Also, I have seen a visualization using Kinesis to-from a web interface, where there is not compute happening in AWS at all. It was really cool - they took audio input from the microphone via the browser, and streamed it through Kinesis to all the other browsers; compute happened in-browser.
This makes me wonder if, rather than using S3 as a backing store, you could have Lambda insert messages into Kinesis and have the browser read from the Kinesis stream.
Of course, the goal here is to build something with Lambda - otherwise I think you could do the whole thing with Kinesis and client-side compute.
I've built awsletter [1] as a quick PoC of the cloud-only web app some time ago. Last week (inspired by HN thread [2]) I've jumped into this project once again. In January Lambda was a big "wow" for me, but now I see some things that have to be taken into consideration:
1/ Fine-Grained Access Control is there [3], but it is performed on a pretty late stage of user-system interaction. When user assumed a role with some auth provider, then he/she can freely play with all AWS methods bundled in a well documented SDK [4].
2/ Codebase distribution means security distribution. You are authenticating user with FB/G+/Amz, then you have FGAC on DynamoDB table, then you need caller policy to call Lambda function remotely, then in Lambda function you need to check permissions one more time and the Lambda function have to have policy of what can be executed.
3/ In theory, Lambda functions are highly decoupled and testable (fn(payload, ctx)). But most of the time using Lambda makes sense in conjunction with other AWS services. Mocking Amazon's ecosystem isn't so easy.
4/ This model of computing may lead to oversized architectures, using "one more" AWS service to "close the loop", some strange solutions like watching/analyzing files in S3 buckets and so on...
I've seen a huge vendor lock-in from the beginning, I've been aware of potential security/architecture problems. These concerns are still valid for me. But at the same time, Lamba as a concept is still pretty exciting.
On top of that, it seems to encourage an extremely wasteful and expensive use of resources. The blog post claims that it "costs just a few dollars per month, and in theory scales near infinitely" but as soon as you start scaling, the cost is going to grow a lot.
As an example, take the use of S3 as a "cache" for the most recent messages in each channel. Suppose you're hosting a decent-sized collection of chat rooms, handling a total of 100 messages/second. The PUT requests alone would run you over $1000/month, even though the same amount of traffic could be easily served by a single small EC2 instance for a few percent of the cost.
S3 alone is expensive enough that it often pays to rent managed servers or instances elsewhere to act as a frontend cache for any external access to the files if you for whatever reason "must" use S3 (durability would be a good justification - getting that right is hard; getting it to the point where you trust it to be right is even harder)
E.g. 1TB worth of retrievals from S3 can buy me a dedicated server with 16TB of disk space and 30TB of inclusive traffic. Doesn't take a very big cache hit ratio before caching all external reads becomes profitable.
If cost is a consideration, it's pretty rare for AWS to be the way to go for anything but batch processing where you need instances or short periods of time in the first place.

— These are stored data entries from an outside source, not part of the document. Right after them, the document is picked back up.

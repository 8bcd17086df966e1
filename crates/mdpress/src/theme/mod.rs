//! Theme model and style resolution.
//!
//! A [`Theme`] is an immutable visual specification: a `base` property map
//! applied to every element plus a per-[`ElementTag`] map of overrides.
//! Rendering never consults a theme directly; it consults a [`StyleTable`],
//! the fully resolved per-slot mapping built from a theme plus the active
//! render options.

mod element;
mod registry;
mod styles;
mod theme;

pub use element::ElementTag;
pub use registry::{by_name, default_theme, names, options, resolve};
pub use styles::StyleTable;
pub use theme::{CustomizeOptions, Theme};
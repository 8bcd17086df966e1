//! Property maps and the helpers that turn them into inline style text.

mod color;
mod merge;

pub use color::hex_to_rgba;
pub use merge::{merge_properties, overlay_properties};

use std::collections::BTreeMap;

/// A flat CSS property mapping (`property -> value`).
///
/// `BTreeMap` keeps iteration deterministic so rendered `style` attributes
/// are stable across runs, which the snapshot-style assertions in the test
/// suite rely on.
pub type PropertyMap = BTreeMap<String, String>;

/// Formats a property map as the body of an inline `style` attribute.
///
/// ```rust
/// use mdpress::style::{style_string, PropertyMap};
///
/// let mut props = PropertyMap::new();
/// props.insert("color".into(), "#777".into());
/// props.insert("margin".into(), "0".into());
/// assert_eq!(style_string(&props), "color: #777; margin: 0");
/// ```
pub fn style_string(props: &PropertyMap) -> String {
    props
        .iter()
        .map(|(property, value)| format!("{}: {}", property, value))
        .collect::<Vec<_>>()
        .join("; ")
}

#[cfg(test)]
mod tests {
    use super::*;

    #[test]
    fn test_style_string_empty() {
        assert_eq!(style_string(&PropertyMap::new()), "");
    }

    #[test]
    fn test_style_string_deterministic() {
        let mut props = PropertyMap::new();
        props.insert("margin".into(), "0".into());
        props.insert("color".into(), "red".into());
        // BTreeMap iterates in key order regardless of insertion order.
        assert_eq!(style_string(&props), "color: red; margin: 0");
    }
}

Lambda is good at discrete units of work, in an application already integrated with AWS, that may come either frequently or infrequently, where you don't necessarily want to have an app server running the whole time. Things like
- generating a thumbnail for an image uploaded to an S3 bucket
- processing in response to queue events
- generating stats and metrics on a schedule or in a response to events
This is the typical unbalance of code + configuration. The code can be very clear but you need to read a lot of documents to be able to configure it in a particular system.
Interesting article. This is good, but for chat applications, I feel Lambda is exactly the technology to be not used unless you have deep pockets. The number of S3 PUT requests for caching chat messages will eventually grow high as the chat app scales.
Which part of the architecture causes the latency? The author says it's between 2 and 13 seconds and is faster the more users there are - why would that be the case?